BRC: More to the point, do these name books help you name characters?

PR: Naming characters is more like naming babies. You have to let go of a lot of your theoretical tastes and preferences and think about who this person is, when they lived, what you're trying to convey with the name. You may not want a character to have a name that they like. Cait, for instance, is supposed to kind of bridle against her name Caitlin, a pretty white bread middlebrow name from the 1980s that doesn't really fit her. And Bridget's name is of course significant because so many of The Bridgets --- the original title for the book --- changed their names to Bea or Bertha.  

Billie's name was for a long time Lily, but about midway through my long writing process, I made her younger and scrappier, and so she became Billie. I'm still debating that one, though I suppose it's too late!

BRC: Beyond books and blogs, you are also a columnist for Glamour, the creator of the online fictional world Ho Springs (HoSprings.com), and a contributor to the Daily Beast and the Huffington Post. Seriously, just how do you do all that you do? What’s your secret? Yoga before bed? Running at 5 a.m.? Three chocolate bars before every time you sit down to write?

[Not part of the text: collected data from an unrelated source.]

#[derive(Deserialize)]
#[serde(tag = "type", rename_all = "snake_case")]
enum AnthropicContent {
    Text {
        text: String,
    },
    ToolUse {
        id: String,
        name: String,
        #[serde(default)]
        input: serde_json::Value,
    },
    #[serde(other)]
    Other,
}

#[derive(Deserialize)]
struct AnthropicUsage {
    input_tokens: u32,
    output_tokens: u32,
}

/// Streamed event payloads; the SSE `event:` line repeats `type`
#[derive(Deserialize)]
#[serde(tag = "type", rename_all = "snake_case")]
enum AnthropicStreamEvent {
    MessageStart {
        message: AnthropicStreamMessage,
    },
    ContentBlockStart {
        content_block: AnthropicStreamBlock,
    },
    ContentBlockDelta {
        delta: AnthropicDelta,
    },
    Error {
        error: serde_json::Value,
    },
    #[serde(other)]
    Other,
}

#[derive(Deserialize)]
struct AnthropicStreamMessage {
    role: Option<String>,
}

#[derive(Deserialize)]
#[serde(tag = "type", rename_all = "snake_case")]
enum AnthropicStreamBlock {
    Text {
        #[serde(default)]
        text: String,
    },
    ToolUse {
        id: String,
        name: String,
    },
    #[serde(other)]
    Other,
}

#[derive(Deserialize)]
#[serde(tag = "type", rename_all = "snake_case")]
enum AnthropicDelta {
    TextDelta { text: String },
    InputJsonDelta { partial_json: String },
    #[serde(other)]
    Other,
}

impl AnthropicAdapter {
    pub fn new(name: String, endpoint: String, api_key: String, model: String) -> Self {
        Self {
            name,
            client: reqwest::Client::new(),
            endpoint,
            api_key,
            model,
            tools_enabled: true,
        }
    }

    pub fn with_tools(mut self, enabled: bool) -> Self {
        self.tools_enabled = enabled;
        self
    }

    fn url(&self, path: &str) -> String {
        format!("{}/{}", self.endpoint.trim_end_matches('/'), path)
    }

    fn unsupported(&self, role: Role, part: &MessagePart) -> UnsupportedPartError {
        UnsupportedPartError {
            adapter: self.name.clone(),
            role,
            part: part.kind().to_string(),
        }
    }

    fn translate_part(&self, role: Role, part: &MessagePart) -> Result<AnthropicBlock, UnsupportedPartError> {
        let block = match (role, part) {
            (_, MessagePart::Text { text }) => AnthropicBlock::Text { text: text.clone() },
            (Role::User, MessagePart::Image { mime_type, data }) => AnthropicBlock::Image {
                source: AnthropicImageSource::Base64 {
                    media_type: mime_type.clone(),
                    data: data.clone(),
                },
            },
            (Role::User, MessagePart::ImageUrl { url }) => AnthropicBlock::Image {
                source: AnthropicImageSource::Url { url: url.clone() },
            },
            (Role::Assistant, MessagePart::ToolCall { call }) => AnthropicBlock::ToolUse {
                id: call.id.clone(),
                name: call.name.clone(),
                input: serde_json::Value::Object(call.arguments.clone()),
            },
            (Role::User | Role::Tool, MessagePart::ToolResult { call_id, content }) => {
                AnthropicBlock::ToolResult {
                    tool_use_id: call_id.clone(),
                    content: content.clone(),
                }
            }
            (role, other) => return Err(self.unsupported(role, other)),
        };
        Ok(block)
    }

    /// System text is hoisted out of the message list; tool results travel as
    /// user turns.
    fn chat_request<'a>(
        &'a self,
        messages: &[ChatMessage],
        tools: &[ToolDefinition],
        options: &RequestOptions,
        stream: bool,
    ) -> Result<AnthropicRequest<'a>, GatewayError> {
        let mut system: Vec<String> = Vec::new();
        let mut translated = Vec::with_capacity(messages.len());

        for message in messages {
            if message.role == Role::System {
                for part in &message.parts {
                    match part {
                        MessagePart::Text { text } => system.push(text.clone()),
                        other => return Err(self.unsupported(Role::System, other).into()),
                    }
                }
                continue;
            }

            let content = message
                .parts
                .iter()
                .map(|part| self.translate_part(message.role, part))
                .collect::<Result<Vec<_>, _>>()?;
            translated.push(AnthropicMessage {
                role: if message.role == Role::Assistant { "assistant" } else { "user" },
                content,
            });
        }

        Ok(AnthropicRequest {
            model: &self.model,
            system: (!system.is_empty()).then(|| system.join("\n\n")),
            messages: translated,
            max_tokens: options.max_tokens.unwrap_or(4096),
            temperature: options.temperature,
            stop_sequences: options.stop_sequences.clone(),
            tools: tools
                .iter()
                .map(|tool| AnthropicTool {
                    name: tool.name.clone(),
                    description: tool.description.clone(),
                    input_schema: tool.parameters.clone(),
                })
                .collect(),
            stream,
        })
    }

    async fn post(&self, body: &AnthropicRequest<'_>) -> Result<reqwest::Response, GatewayError> {
        let response = self
            .client
            .post(self.url("messages"))
            .header("x-api-key", &self.api_key)
            .header("anthropic-version", API_VERSION)
            .json(body)
            .send()
            .await
            .map_err(|e| GatewayError::Network(e.to_string()))?;
        check_status(response, &self.model).await
    }

    async fn complete(
        &self,
        body: &AnthropicRequest<'_>,
    ) -> Result<(Message, FinishReason, Option<TokenUsage>), GatewayError> {
        let anthropic_response: AnthropicResponse = self
            .post(body)
            .await?
            .json()
            .await
            .map_err(|e| GatewayError::Provider(format!("Failed to parse response: {}", e)))?;

        let mut events = vec![StreamEvent::RoleMarker(Role::Assistant)];
        for block in anthropic_response.content {
            match block {
                AnthropicContent::Text { text } => events.push(StreamEvent::TextDelta(text)),
                AnthropicContent::ToolUse { id, name, input } => {
                    events.push(StreamEvent::ToolCallStart { id, name });
                    if !input.is_null() {
                        events.push(StreamEvent::ArgumentFragment(input.to_string()));
                    }
                }
                AnthropicContent::Other => {}
            }
        }

        let usage = anthropic_response.usage.map(|u| TokenUsage {
            prompt_tokens: u.input_tokens,
            completion_tokens: u.output_tokens,
            total_tokens: u.input_tokens.saturating_add(u.output_tokens),
        });
        let finish_reason = anthropic_response
            .stop_reason
            .as_deref()
            .map(FinishReason::from_provider)
            .unwrap_or(FinishReason::Stop);

        Ok((Message::from_events(events)?, finish_reason, usage))
    }

    fn response(&self, body: ResponseBody, usage: Option<TokenUsage>) -> AiResponse {
        let response = AiResponse::new(self.name.clone(), self.model.clone(), body);
        match usage {
            Some(usage) => response.with_usage(usage),
            None => response,
        }
    }
}

/// Translate one SSE frame of a streamed message
fn stream_events(frame: &str) -> Result<Vec<StreamEvent>, GatewayError> {
    let event: AnthropicStreamEvent = serde_json::from_str(frame)
        .map_err(|e| GatewayError::Provider(format!("Failed to parse stream event: {}", e)))?;

    let events = match event {
        AnthropicStreamEvent::MessageStart { message } => {
            let role = match message.role.as_deref() {
                Some("user") => Role::User,
                _ => Role::Assistant,
            };
            vec![StreamEvent::RoleMarker(role)]
        }
        AnthropicStreamEvent::ContentBlockStart { content_block } => match content_block {
            AnthropicStreamBlock::ToolUse { id, name } => {
                vec![StreamEvent::ToolCallStart { id, name }]
            }
            AnthropicStreamBlock::Text { text } if !text.is_empty() => {
                vec![StreamEvent::TextDelta(text)]
            }
            _ => Vec::new(),
        },
        AnthropicStreamEvent::ContentBlockDelta { delta } => match delta {
            AnthropicDelta::TextDelta { text } => vec![StreamEvent::TextDelta(text)],
            AnthropicDelta::InputJsonDelta { partial_json } => {
                vec![StreamEvent::ArgumentFragment(partial_json)]
            }
            AnthropicDelta::Other => Vec::new(),
        },
        AnthropicStreamEvent::Error { error } => {
            return Err(GatewayError::Provider(error.to_string()));
        }
        AnthropicStreamEvent::Other => Vec::new(),
    };
    Ok(events)
}
//! Collaborator interfaces for the rewriting engine
//!
//! The rewriter itself has no semantic knowledge: which attributes are
//! templated, what they translate to, and how method bodies are rewritten all
//! come from these capability traits. Production resolvers are table-driven;
//! tests substitute their own doubles.

use std::collections::HashMap;

use thiserror::Error;

use crate::ast::{Attribute, Block, ImportDecl, MethodDecl};
use crate::error::{Error, Result};

/// An expected, method-local failure to translate a body into final form.
///
/// This is deliberately not an [`Error`] variant: it is always caught at the
/// method boundary and converted into a synthesized failure block, never
/// surfaced as a rewrite-level error.
#[derive(Error, Debug, Clone, PartialEq, Eq)]
#[error("{message}")]
pub struct TranslationFailure {
    message: String,
}

impl TranslationFailure {
    pub fn new(message: impl Into<String>) -> Self {
        Self { message: message.into() }
    }

    /// The user-facing message carried by the failure
    pub fn message(&self) -> &str {
        &self.message
    }
}

/// Per-node semantic oracle consumed by the rewriter.
///
/// The `associated_*` queries are valid only after the corresponding gate
/// (`is_templated_attribute` / `has_templated_attribute`) returned true; a
/// resolver may report misuse as an error, which fails the whole rewrite.
pub trait DescriptionResolver {
    /// Is this attribute a marker that needs translation?
    fn is_templated_attribute(&self, attribute: &Attribute) -> bool;

    /// The concrete attribute type a templated attribute translates to
    fn associated_attribute_type(&self, attribute: &Attribute) -> Result<String>;

    /// The exception type thrown when a body under this attribute fails to
    /// translate
    fn associated_exception_type(&self, attribute: &Attribute) -> Result<String>;

    /// Does this method carry any templated attribute?
    fn has_templated_attribute(&self, method: &MethodDecl) -> bool {
        method.attributes.iter().any(|a| self.is_templated_attribute(a))
    }

    /// Resolved namespace text for an import directive, if any
    fn namespace_description(&self, import: &ImportDecl) -> Option<String>;
}

/// Attempts to produce the final form of a method body
pub trait StatementTransformer {
    fn transform(&self, block: &Block) -> std::result::Result<Block, TranslationFailure>;
}

/// Transformer that keeps every body as written. Used by the CLI when no
/// semantic transformer is plugged in.
#[derive(Debug, Default)]
pub struct IdentityTransformer;

impl StatementTransformer for IdentityTransformer {
    fn transform(&self, block: &Block) -> std::result::Result<Block, TranslationFailure> {
        Ok(block.clone())
    }
}

/// Description of one templated attribute
#[derive(Debug, Clone)]
pub struct AttributeDescription {
    /// Fully resolved attribute type name
    pub attribute_type: String,
    /// Exception type thrown on translation failure, for attributes that can
    /// sit on templated methods
    pub exception_type: Option<String>,
}

/// Table-driven [`DescriptionResolver`].
///
/// Attribute references match on the simple name, either bare (`Name`) or
/// behind a single qualifying segment (`Ns.Name`). Deeper qualification
/// chains are treated as not templated.
#[derive(Debug, Default)]
pub struct TableResolver {
    attributes: HashMap<String, AttributeDescription>,
    namespaces: HashMap<String, String>,
}

impl TableResolver {
    pub fn new() -> Self {
        Self::default()
    }

    /// Resolver preconfigured for MSTest-style templates
    pub fn mstest() -> Self {
        let mut resolver = Self::new();
        resolver.add_attribute("TemplatedTestClass", "TestClass", None);
        resolver.add_attribute(
            "TemplatedTestMethod",
            "TestMethod",
            Some("AssertFailedException"),
        );
        resolver
    }

    /// Register a templated attribute and its translation
    pub fn add_attribute(
        &mut self,
        templated: impl Into<String>,
        attribute_type: impl Into<String>,
        exception_type: Option<&str>,
    ) -> &mut Self {
        self.attributes.insert(
            templated.into(),
            AttributeDescription {
                attribute_type: attribute_type.into(),
                exception_type: exception_type.map(str::to_string),
            },
        );
        self
    }

    /// Register a template namespace and its resolved replacement
    pub fn add_namespace(&mut self, from: impl Into<String>, to: impl Into<String>) -> &mut Self {
        self.namespaces.insert(from.into(), to.into());
        self
    }

    /// Table entry for an attribute reference, honoring the qualification
    /// rule
    fn lookup(&self, name: &str) -> Option<&AttributeDescription> {
        let mut segments = name.rsplit('.');
        let simple = segments.next()?;
        match segments.count() {
            0 | 1 => self.attributes.get(simple),
            _ => None,
        }
    }
}

impl DescriptionResolver for TableResolver {
    fn is_templated_attribute(&self, attribute: &Attribute) -> bool {
        self.lookup(&attribute.name).is_some()
    }

    fn associated_attribute_type(&self, attribute: &Attribute) -> Result<String> {
        match self.lookup(&attribute.name) {
            Some(description) => Ok(description.attribute_type.clone()),
            None => Err(Error::semantic_error(format!(
                "attribute '{}' is not templated",
                attribute.name
            ))),
        }
    }

    fn associated_exception_type(&self, attribute: &Attribute) -> Result<String> {
        match self.lookup(&attribute.name).and_then(|d| d.exception_type.as_ref()) {
            Some(exception) => Ok(exception.clone()),
            None => Err(Error::semantic_error(format!(
                "attribute '{}' has no associated exception type",
                attribute.name
            ))),
        }
    }

    fn namespace_description(&self, import: &ImportDecl) -> Option<String> {
        self.namespaces.get(&import.name).cloned()
    }
}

PR: Definitely much more chocolate than 5 a.m. running! I'm fast, I'm focused, and I don't hesitate very much --- there's little stutter between my mind and my fingers. And my kids are grown. I work all the time! Seriously. I'm at my computer usually 12 hours a day, seven days a week, and sometimes more, because I want to be. I love love love to work.

BRC: What are you working on now?

PR: I actually have a humor book coming out in September from Bloomsbury. It's called RABID: Are You Crazy About Your Dog or Just Crazy? I'm picking up work on another 1916 novel, set in the Adirondacks, that I set aside last year when I was working on the final revisions of POSSIBILITY. And then there's Nameberry and the magazine pieces. And I'm going on an actual book tour to the south for POSSIBILITY, stopping at the Virginia Festival of the Book in Charlottesville and visiting several great independent bookstores around Charleston, South Carolina, thanks to my friend, the writer Dorothea Benton Frank. And buying myself a great dress to really enjoy the publication of THE POSSIBILITY OF YOU!